═══ MATERIAL TO PROCESS
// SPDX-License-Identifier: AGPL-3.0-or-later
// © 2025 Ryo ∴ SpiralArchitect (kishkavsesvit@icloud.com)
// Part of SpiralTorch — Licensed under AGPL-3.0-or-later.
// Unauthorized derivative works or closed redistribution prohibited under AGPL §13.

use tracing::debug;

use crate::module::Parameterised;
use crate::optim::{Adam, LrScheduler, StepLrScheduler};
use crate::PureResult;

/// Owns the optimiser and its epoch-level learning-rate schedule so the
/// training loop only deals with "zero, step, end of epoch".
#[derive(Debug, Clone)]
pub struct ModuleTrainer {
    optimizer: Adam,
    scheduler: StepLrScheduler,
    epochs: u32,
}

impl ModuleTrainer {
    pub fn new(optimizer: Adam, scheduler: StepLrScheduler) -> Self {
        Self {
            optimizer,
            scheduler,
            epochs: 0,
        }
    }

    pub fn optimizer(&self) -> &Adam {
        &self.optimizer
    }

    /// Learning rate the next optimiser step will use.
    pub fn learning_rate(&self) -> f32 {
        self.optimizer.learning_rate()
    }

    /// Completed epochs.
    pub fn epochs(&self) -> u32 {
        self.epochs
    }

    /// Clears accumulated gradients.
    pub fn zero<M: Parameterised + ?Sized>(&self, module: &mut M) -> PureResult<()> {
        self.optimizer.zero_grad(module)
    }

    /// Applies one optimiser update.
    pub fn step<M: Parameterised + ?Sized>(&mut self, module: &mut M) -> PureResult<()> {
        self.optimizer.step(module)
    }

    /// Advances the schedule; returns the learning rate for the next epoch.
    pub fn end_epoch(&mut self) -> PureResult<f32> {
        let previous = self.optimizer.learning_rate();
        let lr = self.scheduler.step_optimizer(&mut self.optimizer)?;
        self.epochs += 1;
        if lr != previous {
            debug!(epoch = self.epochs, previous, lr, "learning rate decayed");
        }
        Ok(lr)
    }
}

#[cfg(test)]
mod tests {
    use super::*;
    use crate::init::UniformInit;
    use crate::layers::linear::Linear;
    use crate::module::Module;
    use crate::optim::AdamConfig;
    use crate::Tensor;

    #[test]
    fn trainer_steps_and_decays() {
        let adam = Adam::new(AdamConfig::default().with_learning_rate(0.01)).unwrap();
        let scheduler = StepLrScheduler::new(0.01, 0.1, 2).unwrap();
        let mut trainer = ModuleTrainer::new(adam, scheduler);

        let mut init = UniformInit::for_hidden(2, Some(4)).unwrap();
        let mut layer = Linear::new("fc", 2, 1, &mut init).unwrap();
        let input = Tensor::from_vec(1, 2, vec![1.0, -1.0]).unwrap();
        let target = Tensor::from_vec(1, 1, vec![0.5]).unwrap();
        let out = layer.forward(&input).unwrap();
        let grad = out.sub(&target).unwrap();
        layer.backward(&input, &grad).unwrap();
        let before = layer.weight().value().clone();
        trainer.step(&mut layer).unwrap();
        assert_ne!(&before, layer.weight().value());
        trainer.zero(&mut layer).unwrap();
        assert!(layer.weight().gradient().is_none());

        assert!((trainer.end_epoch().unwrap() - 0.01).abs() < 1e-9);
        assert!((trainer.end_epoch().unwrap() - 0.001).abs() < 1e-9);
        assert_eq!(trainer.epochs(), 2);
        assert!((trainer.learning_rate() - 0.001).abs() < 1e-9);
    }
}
══════
**AIM OF THE TASK**: Every line above has to be restated word for word.

**ANSWER TO THE EXERCISE**:
// SPDX-License-Identifier: AGPL-3.0-or-later
// © 2025 Ryo ∴ SpiralArchitect (kishkavsesvit@icloud.com)
// Part of SpiralTorch — Licensed under AGPL-3.0-or-later.
// Unauthorized derivative works or closed redistribution prohibited under AGPL §13.

use tracing::debug;

use crate::module::Parameterised;
use crate::optim::{Adam, LrScheduler, StepLrScheduler};
use crate::PureResult;

/// Owns the optimiser and its epoch-level learning-rate schedule so the
/// training loop only deals with "zero, step, end of epoch".
#[derive(Debug, Clone)]
pub struct ModuleTrainer {
    optimizer: Adam,
    scheduler: StepLrScheduler,
    epochs: u32,
}

impl ModuleTrainer {
    pub fn new(optimizer: Adam, scheduler: StepLrScheduler) -> Self {
        Self {
            optimizer,
            scheduler,
            epochs: 0,
        }
    }

    pub fn optimizer(&self) -> &Adam {
        &self.optimizer
    }

    /// Learning rate the next optimiser step will use.
    pub fn learning_rate(&self) -> f32 {
        self.optimizer.learning_rate()
    }

    /// Completed epochs.
    pub fn epochs(&self) -> u32 {
        self.epochs
    }

    /// Clears accumulated gradients.
    pub fn zero<M: Parameterised + ?Sized>(&self, module: &mut M) -> PureResult<()> {
        self.optimizer.zero_grad(module)
    }

    /// Applies one optimiser update.
    pub fn step<M: Parameterised + ?Sized>(&mut self, module: &mut M) -> PureResult<()> {
        self.optimizer.step(module)
    }

    /// Advances the schedule; returns the learning rate for the next epoch.
    pub fn end_epoch(&mut self) -> PureResult<f32> {
        let previous = self.optimizer.learning_rate();
        let lr = self.scheduler.step_optimizer(&mut self.optimizer)?;
        self.epochs += 1;
        if lr != previous {
            debug!(epoch = self.epochs, previous, lr, "learning rate decayed");
        }
        Ok(lr)
    }
}

#[cfg(test)]
mod tests {
    use super::*;
    use crate::init::UniformInit;
    use crate::layers::linear::Linear;
    use crate::module::Module;
    use crate::optim::AdamConfig;
    use crate::Tensor;

    #[test]
    fn trainer_steps_and_decays() {
        let adam = Adam::new(AdamConfig::default().with_learning_rate(0.01)).unwrap();
        let scheduler = StepLrScheduler::new(0.01, 0.1, 2).unwrap();
        let mut trainer = ModuleTrainer::new(adam, scheduler);

        let mut init = UniformInit::for_hidden(2, Some(4)).unwrap();
        let mut layer = Linear::new("fc", 2, 1, &mut init).unwrap();
        let input = Tensor::from_vec(1, 2, vec![1.0, -1.0]).unwrap();
        let target = Tensor::from_vec(1, 1, vec![0.5]).unwrap();
        let out = layer.forward(&input).unwrap();
        let grad = out.sub(&target).unwrap();
        layer.backward(&input, &grad).unwrap();
        let before = layer.weight().value().clone();
        trainer.step(&mut layer).unwrap();
        assert_ne!(&before, layer.weight().value());
        trainer.zero(&mut layer).unwrap();
        assert!(layer.weight().gradient().is_none());

        assert!((trainer.end_epoch().unwrap() - 0.01).abs() < 1e-9);
        assert!((trainer.end_epoch().unwrap() - 0.001).abs() < 1e-9);
        assert_eq!(trainer.epochs(), 2);
        assert!((trainer.learning_rate() - 0.001).abs() < 1e-9);
    }
}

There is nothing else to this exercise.